Finola Hughes in Staying Alive

Tony is now a professional dance instructor in Manhattan who has a chance to get a part in the hottest new Broadway musical out there- “Satan’s Alley”. He is torn between his best friend-with-benefits who looks a hell of a lot like Jennifer Paige (remember that song “it’s just a little crush…”) and this buck-toothed British chick whose name I just found out is Finola Hughes. But to her credit, she really is truly graceful in the dance sequences, so is friend- with-benefits.

I thought that Sylvester Stallone was a strange choice for director, I mean he doesn’t exactly come across as someone with a lot of balletic expertise. Yes, balletic, it’s a word, look it up. Anyway, the movie has a lot of the same charm as it’s disco driven predecessor, with lots of headbands, shiny red lipstick, feathery bangs and parti-colored leotards and legwarmers.  It’s lovely to watch Tony in tight jeans and a short leather jacket loping along rain drenched New York streets, with the movie’s tacky but award-winning soundtrack, which consists mostly of songs by the Bee Gees and some by Frank Stallone, Sly’s brother. Staying Alive picks up six years after where Saturday Night left off, with Tony Monero (John Travolta) a down on his luck dance instructor trying to to make it big on Broadway.
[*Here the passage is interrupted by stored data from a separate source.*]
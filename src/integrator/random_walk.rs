use crate::color::{SampledSpectrum, SampledWavelengths};
use crate::math::ray::spawn_ray;
use crate::math::*;
use crate::sampler::AbstractSampler;
use crate::scene::Scene;

use super::{emitted, AbstractRayIntegrator, PathState};

/// Follows BSDF samples only and adds emission wherever the path lands.
#[derive(Debug, Clone)]
pub struct RandomWalkIntegrator {
    pub max_depth: u32,
}

impl AbstractRayIntegrator for RandomWalkIntegrator {
    fn li<S: AbstractSampler>(
        &self,
        scene: &Scene,
        ray: Ray,
        lambda: &mut SampledWavelengths,
        sampler: &mut S,
    ) -> SampledSpectrum {
        let mut ray = ray;
        let mut path = PathState::new();

        loop {
            let hit = scene.intersect(&ray, Float::INFINITY);
            path.l += path.beta * emitted(scene, &ray, hit.as_ref(), lambda, None);

            let Some(hit) = hit else { break };
            if path.depth == self.max_depth {
                break;
            }
            path.depth += 1;

            let bsdf = scene.bsdf(&hit, lambda);
            path.terminate_secondary(&bsdf, lambda);
            let wo = -ray.direction;
            let u = sampler.get_1d();
            let Some(bs) = bsdf.sample_f(wo, u, sampler.get_2d()) else { break };

            path.beta *= bs.f * (bs.wi.dot(hit.n).abs() / bs.pdf);
            if path.beta.is_zero() {
                break;
            }
            ray = spawn_ray(hit.p, hit.n_geo, bs.wi);
        }

        path.l
    }
}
Finola Hughes and John Travolta

Tony, being the lovable sleazebag that he is, treats his too forgiving kind-of-girlfriend Jackie (If this movie were made now, she would be his “It’s Complicated” on Facebook), like crap. Jackie is in the chorus of a big Broadway show, where Tony runs into our buck-toothed British beauty who is wearing the world’s supply of shiny red lipstick.  True to his slutty self, Tony sleeps with Laura, tells her he thinks she’s awesome, to which Laura blithely replies that she’s quite done, thank you. At which point,Tony, after giving Laura lots of gaalis,  goes back to his ever faithful Jackie, who frankly could teach the Indian naari a thing or two about being a door mat.
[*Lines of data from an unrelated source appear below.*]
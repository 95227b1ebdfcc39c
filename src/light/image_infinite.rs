use crate::color::{AbstractSpectrumEvaluator, SampledSpectrum, SampledWavelengths};
use crate::light::{AbstractLight, LightLiSample};
use crate::math::sampling::PiecewiseConstant2D;
use crate::math::*;
use crate::primitive::Hit;
use crate::scene::{Scene, SpectrumId};
use crate::texture::Image;

/// An environment map stored over the equal-area octahedral square. The
/// image scales `spectrum`; directions are importance sampled by texel
/// value.
#[derive(Debug, Clone)]
pub struct ImageInfiniteLight {
    image: Image,
    pub spectrum: SpectrumId,
    scale: Float,
    /// Light to world
    transform: Transform,
    distribution: PiecewiseConstant2D,
    pub(super) scene_radius: Float,
    pub(super) sampling_path: u32,
}

impl ImageInfiniteLight {
    /// [`None`] unless the image is square, as the octahedral mapping
    /// requires.
    pub fn new(image: Image, spectrum: SpectrumId, scale: Float, transform: Transform) -> Option<ImageInfiniteLight> {
        if image.width() != image.height() {
            return None;
        }
        let distribution = PiecewiseConstant2D::new(image.data(), image.width(), image.height());
        Some(ImageInfiniteLight {
            image,
            spectrum,
            scale,
            transform,
            distribution,
            scene_radius: 1.0,
            sampling_path: 0,
        })
    }

    pub fn image(&self) -> &Image {
        &self.image
    }

    fn image_le(&self, scene: &Scene, uv: Point2f, lambda: &SampledWavelengths) -> SampledSpectrum {
        let texel = self.image.lookup_nearest(uv).max(0.0);
        scene.sample(self.spectrum, lambda) * (texel * self.scale)
    }
}

impl AbstractLight for ImageInfiniteLight {
    fn phi(&self, _scene: &Scene) -> Float {
        0.0
    }

    fn sample_li(
        &self,
        scene: &Scene,
        p_ref: Point3f,
        u: Point2f,
        lambda: &SampledWavelengths,
    ) -> Option<LightLiSample> {
        let (uv, map_pdf) = self.distribution.sample(u);
        if map_pdf == 0.0 {
            return None;
        }

        let w_light = equal_area_square_to_sphere(uv);
        let wi = self.transform.apply_vector(w_light).normalize();

        Some(LightLiSample {
            l: self.image_le(scene, uv, lambda),
            wi,
            p_light: p_ref + wi * (2.0 * self.scene_radius),
            n_light: None,
            pdf: map_pdf * FRAC_1_4PI,
        })
    }

    fn pdf_li(&self, _scene: &Scene, _p_ref: Point3f, wi: Vec3f, _hit: Option<&Hit>) -> Float {
        let w_light = self.transform.apply_inverse_vector(wi).normalize();
        let uv = equal_area_sphere_to_square(w_light);
        self.distribution.pdf(uv) * FRAC_1_4PI
    }

    fn emission(
        &self,
        scene: &Scene,
        ray: &Ray,
        hit: Option<&Hit>,
        lambda: &SampledWavelengths,
    ) -> SampledSpectrum {
        if hit.is_some() {
            return SampledSpectrum::from_const(0.0);
        }
        let w_light = self.transform.apply_inverse_vector(ray.direction).normalize();
        self.image_le(scene, equal_area_sphere_to_square(w_light), lambda)
    }

    fn sampling_path(&self) -> u32 {
        self.sampling_path
    }
}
Satan's Alley, Check Out that Extra!

The most deliciously  bad, absolutely tackiest part of the film is the horrendously funny play “Satan’s Alley”, in which all three pivotal characters  dance. Bright lights, lots of fake smoke and the ugliest pseudo S&M costumes worn by all the extras. No complaints about Tony’s outfit though, you really have to appreciate all the training he did with Sly Stallone for that body.

The movie was a commercial success, raking in about 65 million in the box office, and the soundtrack was nominated for one Golden Globe and a whole bunch of Grammys. Critics felt however that Staying Alive lacked the earthiness and organic characters of Saturday Night Fever.

I loved Staying Alive for its terrible clothes, its wooden but strangely  still interesting characters and the lovely New York scenes. And of course, John Travolta’s 1970’s bum in tight jeans strutting all over the place.